[Saved data entries]
/---

//! Token store - In-memory corpus parsed from a persisted token document
//!
//! Accepted document shapes:
//! - a flat object mapping token name to value
//! - a wrapper `{"tokens": {...}, "$metadata": ...}`; inside `tokens`, keys
//!   starting with `$` are internal metadata and are dropped
//!
//! Values may be strings, numbers, booleans, or objects carrying a `value`
//! and an optional `description`.

use serde_json::{Map, Value};
use std::collections::HashMap;
use std::fs;
use std::path::Path;

use crate::error::{LoadError, ParseError};

/// Value prefixes that identify renderable colors and gradients
pub const COLOR_PREFIXES: [&str; 3] = ["hsl(", "hsla(", "linear-gradient("];

/// Key of the wrapper form
const WRAPPER_KEY: &str = "tokens";
/// Prefix of internal metadata entries inside the wrapper
const METADATA_PREFIX: char = '$';

/// Whether a token value is a color or gradient we can render
pub fn is_color_like(value: &str) -> bool {
    let value = value.trim_start();
    COLOR_PREFIXES.iter().any(|prefix| value.starts_with(prefix))
}

/// A named design value
#[derive(Debug, Clone, PartialEq, Eq)]
pub struct Token {
    pub name: String,
    pub value: String,
    pub description: Option<String>,
    pub is_color_like: bool,
}

impl Token {
    pub fn new(name: impl Into<String>, value: impl Into<String>, description: Option<String>) -> Self {
        let value = value.into();
        Self {
            name: name.into(),
            is_color_like: is_color_like(&value),
            value,
            description,
        }
    }

    /// Text shown under the title: the description when present, else the value
    pub fn subtitle(&self) -> &str {
        self.description.as_deref().unwrap_or(&self.value)
    }
}

/// Ordered, name-keyed token collection for one document version
#[derive(Debug, Clone, Default)]
pub struct Corpus {
    tokens: Vec<Token>,
    index: HashMap<String, usize>,
}

impl Corpus {
    /// Build from tokens in source order; a repeated name keeps its first position
    /// and takes the latest value
    pub fn from_tokens(tokens: impl IntoIterator<Item = Token>) -> Self {
        let mut corpus = Corpus::default();
        for token in tokens {
            match corpus.index.get(&token.name) {
                Some(&pos) => corpus.tokens[pos] = token,
                None => {
                    corpus.index.insert(token.name.clone(), corpus.tokens.len());
                    corpus.tokens.push(token);
                }
            }
        }
        corpus
    }

    /// Parse a token document
    pub fn parse(document: &[u8]) -> Result<Self, ParseError> {
        let root: Value = serde_json::from_slice(document)?;
        let Value::Object(root) = root else {
            return Err(ParseError::NotAnObject);
        };

        let tokens = match root.get(WRAPPER_KEY) {
            Some(Value::Object(inner)) => parse_entries(inner, true)?,
            _ => parse_entries(&root, false)?,
        };
        Ok(Self::from_tokens(tokens))
    }

    /// Read and parse a token document from disk
    pub fn load(path: &Path) -> Result<Self, LoadError> {
        let bytes = fs::read(path).map_err(|source| LoadError::Io {
            path: path.to_path_buf(),
            source,
        })?;
        Ok(Self::parse(&bytes)?)
    }

    #[allow(dead_code)]
    pub fn lookup(&self, name: &str) -> Option<&Token> {
        self.index.get(name).map(|&pos| &self.tokens[pos])
    }

    pub fn iter(&self) -> impl Iterator<Item = &Token> {
        self.tokens.iter()
    }

    #[allow(dead_code)]
    pub fn tokens(&self) -> &[Token] {
        &self.tokens
    }

    pub fn len(&self) -> usize {
        self.tokens.len()
    }

    pub fn is_empty(&self) -> bool {
        self.tokens.is_empty()
    }
}

fn parse_entries(entries: &Map<String, Value>, strip_metadata: bool) -> Result<Vec<Token>, ParseError> {
    entries
        .iter()
        .filter(|(name, _)| !(strip_metadata && name.starts_with(METADATA_PREFIX)))
        .map(|(name, value)| parse_entry(name, value))
        .collect()
}

fn parse_entry(name: &str, value: &Value) -> Result<Token, ParseError> {
    let invalid = || ParseError::InvalidEntry {
        name: name.to_string(),
    };

    match value {
        Value::String(s) => Ok(Token::new(name, s.as_str(), None)),
        Value::Number(n) => Ok(Token::new(name, n.to_string(), None)),
        Value::Bool(b) => Ok(Token::new(name, b.to_string(), None)),
        Value::Object(fields) => {
            let raw = match fields.get("value") {
                Some(Value::String(s)) => s.clone(),
                Some(Value::Number(n)) => n.to_string(),
                _ => return Err(invalid()),
            };
            let description = fields
                .get("description")
                .and_then(Value::as_str)
                .filter(|d| !d.is_empty())
                .map(str::to_string);
            Ok(Token::new(name, raw, description))
        }
        Value::Null | Value::Array(_) => Err(invalid()),
    }
}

\---

WHAT YOU SHOULD DO: Each line that contains the string "Some" should be copied from the data above.

RESULT OF THIS EXERCISE:
                Some(&pos) => corpus.tokens[pos] = token,
            Some(Value::Object(inner)) => parse_entries(inner, true)?,
                Some(Value::String(s)) => s.clone(),
                Some(Value::Number(n)) => n.to_string(),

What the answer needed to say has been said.